The person must pay the earners’ levy calculated using the following formula:
1.21 × [($30,680 − earnings as an employee) ÷ 100]
In the formula in subclause (2), earnings as an employee is the amount of the person’s earnings as an employee in the tax year that immediately precedes the applicable tax year.
This regulation applies to a self-employed person who enters into an agreement with the Corporation under section 209 of the Act to purchase weekly compensation.
1.21 × [(1.25 × a) ÷ 100]
where a is the agreed level of weekly compensation purchased by the self-employed person under section 209 of the Act adjusted to an annual figure.
The amounts of earners’ levies in these regulations are exclusive of any goods and services tax payable on the levy.
This regulation applies to any invoice that—
is issued to a self-employed person for the purposes of the Act; and
includes the earners’ levy.
The relevant exempt amount for the purposes of section 244 of the Act is $40.
The Accident Compensation (Earners’ Levy) Regulations 2015 (LI 2015/37) are revoked.

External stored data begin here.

//! Multi-tenant discovery: find every database hosting the scheduling schema
//! and build one [`Dispatcher`] per database.

use std::{collections::BTreeMap, sync::Arc, time::Duration};

use tokio::{
    task::JoinSet,
    time::{timeout_at, Instant},
};
use tracing::{debug, info, warn};

use crate::{
    dispatcher::{Dispatcher, DispatcherSettings},
    error::{Result, SchedulerError},
    store::{Connector, StoreConnection},
};

/// Where a candidate database stands during discovery.
#[derive(Debug, Clone, PartialEq, Eq)]
pub enum Registration {
    /// Schema check in flight.
    Pending,
    /// Schema present; a dispatcher was built.
    Active,
    /// Excluded, with the reason.
    Failed(String),
}

impl std::fmt::Display for Registration {
    fn fmt(&self, f: &mut std::fmt::Formatter<'_>) -> std::fmt::Result {
        match self {
            Registration::Pending => f.write_str("pending"),
            Registration::Active => f.write_str("active"),
            Registration::Failed(reason) => write!(f, "failed: {reason}"),
        }
    }
}

pub struct DatabaseSeeker<C: Connector> {
    connector: Arc<C>,
    bootstrap: String,
    exclude: Vec<String>,
    timeout: Duration,
    settings: DispatcherSettings,
    registrations: BTreeMap<String, Registration>,
}

impl<C: Connector> DatabaseSeeker<C> {
    pub fn new(
        connector: Arc<C>,
        bootstrap: impl Into<String>,
        exclude: Vec<String>,
        timeout: Duration,
        settings: DispatcherSettings,
    ) -> Self {
        Self {
            connector,
            bootstrap: bootstrap.into(),
            exclude,
            timeout,
            settings,
            registrations: BTreeMap::new(),
        }
    }

    /// Outcome of the last discovery, by database name.
    pub fn registrations(&self) -> &BTreeMap<String, Registration> {
        &self.registrations
    }

    /// List candidates through the bootstrap database, check each one for the
    /// schema concurrently, and return a dispatcher per database that has it.
    ///
    /// The whole phase is bounded by the seek timeout: checks still pending
    /// when it elapses are aborted and their handles dropped. Only a failure
    /// to list candidates is returned as an error.
    pub async fn discover(&mut self) -> Result<Vec<Dispatcher<C>>> {
        let deadline = Instant::now() + self.timeout;
        self.registrations.clear();

        let candidates = self.list_candidates(deadline).await?;
        info!(bootstrap = %self.bootstrap, candidates = candidates.len(), "candidate databases listed");

        let mut checks = JoinSet::new();
        for name in candidates {
            self.registrations.insert(name.clone(), Registration::Pending);
            let connector = Arc::clone(&self.connector);
            checks.spawn(async move {
                let checked = check_database(&*connector, &name).await;
                (name, checked)
            });
        }

        let mut dispatchers = Vec::new();
        loop {
            match timeout_at(deadline, checks.join_next()).await {
                Ok(Some(Ok((name, Ok(conn))))) => {
                    info!(database = %name, "scheduling schema found, starting dispatcher");
                    self.registrations.insert(name.clone(), Registration::Active);
                    dispatchers.push(Dispatcher::new(
                        name,
                        Arc::clone(&self.connector),
                        Some(conn),
                        self.settings.clone(),
                    ));
                }
                Ok(Some(Ok((name, Err(e))))) => {
                    debug!(database = %name, reason = %e, "database skipped");
                    self.registrations.insert(name, Registration::Failed(e.to_string()));
                }
                Ok(Some(Err(e))) => {
                    warn!(error = %e, "schema check aborted");
                }
                Ok(None) => break,
                Err(_) => {
                    warn!(
                        abandoned = checks.len(),
                        timeout_secs = self.timeout.as_secs(),
                        "database discovery timed out"
                    );
                    checks.shutdown().await;
                    break;
                }
            }
        }

        for registration in self.registrations.values_mut() {
            if *registration == Registration::Pending {
                *registration = Registration::Failed("schema check did not complete".to_string());
            }
        }
        info!(active = dispatchers.len(), "database discovery finished");
        Ok(dispatchers)
    }

    async fn list_candidates(&self, deadline: Instant) -> Result<Vec<String>> {
        let mut conn = timeout_at(deadline, self.connector.connect(&self.bootstrap))
            .await
            .map_err(|_| {
                SchedulerError::Discovery(format!("timed out connecting to {}", self.bootstrap))
            })??;

        let mut exclude = self.exclude.clone();
        exclude.push(self.bootstrap.clone());

        let listed = timeout_at(deadline, conn.list_databases(&exclude)).await;
        match listed {
            Ok(Ok(names)) => {
                if let Err(e) = conn.close().await {
                    debug!(bootstrap = %self.bootstrap, error = %e, "error closing bootstrap connection");
                }
                Ok(names)
            }
            Ok(Err(e)) => Err(e),
            Err(_) => Err(SchedulerError::Discovery(format!(
                "timed out listing databases on {}",
                self.bootstrap
            ))),
        }
    }

    /// Single-tenant mode: check `database` and build its dispatcher without
    /// listing anything. A missing schema is an error.
    pub async fn promote(&mut self, database: &str) -> Result<Dispatcher<C>> {
        self.registrations.insert(database.to_string(), Registration::Pending);
        let checked = timeout_at(
            Instant::now() + self.timeout,
            check_database(&*self.connector, database),
        )
        .await
        .unwrap_or_else(|_| {
            Err(SchedulerError::Discovery(format!("timed out checking {database}")))
        });

        match checked {
            Ok(conn) => {
                info!(database, "scheduling schema found, starting dispatcher");
                self.registrations.insert(database.to_string(), Registration::Active);
                Ok(Dispatcher::new(
                    database,
                    Arc::clone(&self.connector),
                    Some(conn),
                    self.settings.clone(),
                ))
            }
            Err(e) => {
                self.registrations
                    .insert(database.to_string(), Registration::Failed(e.to_string()));
                Err(e)
            }
        }
    }
}

/// Open a handle to `database` and keep it only if the schema is present.
async fn check_database<C: Connector>(connector: &C, database: &str) -> Result<C::Conn> {
    let mut conn = connector.connect(database).await?;
    let present = conn.has_schema().await;
    match present {
        Ok(true) => Ok(conn),
        Ok(false) => {
            let _ = conn.close().await;
            Err(SchedulerError::Discovery("scheduling schema not present".to_string()))
        }
        Err(e) => {
            let _ = conn.close().await;
            Err(e)
        }
    }
}

#[cfg(test)]
mod tests {
    use super::*;

    #[test]
    fn registration_display() {
        assert_eq!(Registration::Pending.to_string(), "pending");
        assert_eq!(
            Registration::Failed("no schema".into()).to_string(),
            "failed: no schema"
        );
    }
}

Despite subclause (1), the Accident Compensation (Earners’ Levy) Regulations 2015 continue to apply to the period starting on 1 April 2015 and ending with the close of 31 March 2016 as if they had not been revoked.
Michael Webster,Clerk of the Executive Council.
This note is not part of the regulations, but is intended to indicate their general effect.
These regulations, which come into force on 1 April 2016, prescribe the earners’ levy payable by people who engage in employment (whether self-employed or not).
For self-employed people, the earners’ levy is calculated using earnings derived in the previous tax year. For all other earners, the levy is calculated using earnings in the applicable tax year.
The regulations also prescribe—
maximum liable earnings for all earners; and
a specified amount on which the earners’ levy is payable by self-employed people who, in the previous tax year, worked full-time (ie, more than 30 hours a week) but earned less than the specified amount; and
the rate for the earners’ levy payable by self-employed people who have an agreement with ACC to purchase weekly compensation.
The regulations revoke and replace the Accident Compensation (Earners’ Levy) Regulations 2015.
The Ministry of Business, Innovation, and Employment produced a regulatory impact statement on 25 November 2015 to help inform the decisions taken by the Government relating to the contents of this instrument.
A copy of this regulatory impact statement can be found at—
Issued under the authority of the Legislation Act 2012.
Date of notification in Gazette: 25 February 2016.
These regulations are administered by the Ministry of Business, Innovation, and Employment.